__SUPPLIED ENTRIES__.
○ ○ ○ ○ ○ ○ ○
// Copyright 2021 Datafuse Labs
//
// Licensed under the Apache License, Version 2.0 (the "License");
// you may not use this file except in compliance with the License.
// You may obtain a copy of the License at
//
//     http://www.apache.org/licenses/LICENSE-2.0
//
// Unless required by applicable law or agreed to in writing, software
// distributed under the License is distributed on an "AS IS" BASIS,
// WITHOUT WARRANTIES OR CONDITIONS OF ANY KIND, either express or implied.
// See the License for the specific language governing permissions and
// limitations under the License.

//! Recovery integration test
//!
//! This test validates that a cache keeps converging when its change feed fails.
//! The key aspects being tested are:
//!
//! 1. **Connection Drop Detection**: the worker notices the closed subscription
//! 2. **Fallback Resync**: changes made while the feed is down still reach the mirror
//! 3. **Re-subscribe**: the subscription is re-established and notifications flow again
//! 4. **No Notifications At All**: a feed that cannot re-subscribe degrades to periodic resync
//! 5. **Resync Failures**: a failing `HKEYS` is retried and the cache recovers

use std::time::Duration;

use keyspace_cache::testing::store::SubscribeFailure;
use keyspace_cache::testing::store::TestStore;
use keyspace_cache::testing::types::TestConfig;
use keyspace_cache::testing::util::retry_check_cache_state;
use keyspace_cache::testing::util::wait_for_cache_state;
use keyspace_cache::CacheMap;
use keyspace_cache::CacheMapConfig;
use tokio::time::sleep;

fn fast_fallback() -> CacheMapConfig {
    CacheMapConfig::default()
        .with_fallback_interval(Duration::from_millis(100))
        .with_max_backoff(Duration::from_millis(400))
}

#[tokio::test]
async fn test_recovery_after_dropped_feed() -> anyhow::Result<()> {
    // 1. Populate the store and start the cache
    let store = TestStore::new();
    store.hset("recovery", "key1", "initial_value1").await;
    store.hset("recovery", "key2", "initial_value2").await;

    let cache = CacheMap::<TestConfig>::with_config(
        store.clone(),
        store.feed(),
        "recovery",
        "recovery-cache",
        fast_fallback(),
    )
    .await?;

    wait_for_cache_state(&cache, &[("key1", "initial_value1"), ("key2", "initial_value2")])
        .await
        .map_err(anyhow::Error::msg)?;

    // 2. Changes from another client arrive through notifications
    store.hset("recovery", "key3", "value3").await;

    wait_for_cache_state(&cache, &[
        ("key1", "initial_value1"),
        ("key2", "initial_value2"),
        ("key3", "value3"),
    ])
    .await
    .map_err(anyhow::Error::msg)?;

    // 3. Simulate a network failure, then write while the feed is down
    store.drop_all_connections().await;

    store.hset("recovery", "key2", "post_failure_value2").await;
    store.hdel("recovery", &["key3"]).await;

    // 4. The fallback resync picks the missed changes up
    retry_check_cache_state(
        &cache,
        &[("key1", "initial_value1"), ("key2", "post_failure_value2")],
        50,
        Duration::from_millis(100),
    )
    .await
    .map_err(anyhow::Error::msg)?;

    // 5. The subscription is re-established
    let mut resubscribed = false;
    for _ in 0..50 {
        if store.stats().await.subscribers == 1 {
            resubscribed = true;
            break;
        }
        sleep(Duration::from_millis(50)).await;
    }
    assert!(resubscribed, "subscription was not re-established");

    // 6. And notifications drive the cache again
    store.hset("recovery", "key4", "final_value4").await;

    wait_for_cache_state(&cache, &[
        ("key1", "initial_value1"),
        ("key2", "post_failure_value2"),
        ("key4", "final_value4"),
    ])
    .await
    .map_err(anyhow::Error::msg)?;

    cache.destroy().await;
    Ok(())
}

#[tokio::test]
async fn test_periodic_resync_without_notifications() -> anyhow::Result<()> {
    let store = TestStore::new();
    let cache = CacheMap::<TestConfig>::with_config(
        store.clone(),
        store.feed(),
        "poll",
        "periodic-resync",
        fast_fallback(),
    )
    .await?;

    // Pub/sub goes away for good.
    store
        .set_fail_subscribe(Some(SubscribeFailure::Unsupported))
        .await;
    store.drop_all_connections().await;

    let hkeys_before = store.stats().await.hkeys;

    // Writes through the cache are still observed, as the writer invalidates the mirror.
    cache.set("a", "1").await?;
    assert_eq!(
        cache.get("a").await.map(|v| v.into_string()),
        Some("1".to_string())
    );

    // Writes behind the cache's back are picked up by the periodic resync.
    store.hset("poll", "b", "2").await;

    retry_check_cache_state(
        &cache,
        &[("a", "1"), ("b", "2")],
        50,
        Duration::from_millis(100),
    )
    .await
    .map_err(anyhow::Error::msg)?;

    // Keeps resyncing, and keeps trying to re-subscribe.
    sleep(Duration::from_millis(500)).await;
    let stats = store.stats().await;
    assert!(stats.hkeys >= hkeys_before + 2, "stats: {:?}", stats);
    assert!(stats.psubscribes >= 2, "stats: {:?}", stats);
    assert_eq!(stats.subscribers, 0);

    cache.destroy().await;
    Ok(())
}

#[tokio::test]
async fn test_recovery_after_failed_resync() -> anyhow::Result<()> {
    let store = TestStore::new();
    store.hset("flaky", "a", "1").await;

    let cache = CacheMap::<TestConfig>::with_config(
        store.clone(),
        store.feed(),
        "flaky",
        "failed-resync",
        fast_fallback(),
    )
    .await?;

    // Resyncs fail for a while; the mirror keeps its last published content.
    store.set_fail_hkeys(true).await;
    store.hset("flaky", "b", "2").await;

    sleep(Duration::from_millis(400)).await;
    assert!(store.stats().await.hkeys >= 3, "failed resyncs are retried");

    let version = cache.version().await;
    assert_eq!(version, 1, "a failed resync publishes nothing");

    // The server comes back.
    store.set_fail_hkeys(false).await;

    retry_check_cache_state(
        &cache,
        &[("a", "1"), ("b", "2")],
        50,
        Duration::from_millis(100),
    )
    .await
    .map_err(anyhow::Error::msg)?;

    cache.destroy().await;
    Ok(())
}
○ ○ ○ ○ ○ ○ ○
__TASK DIRECTIONS__. Each line of the material that has "still" in it should be counted; reply with that number alone.

__EXERCISE RESULT__. 2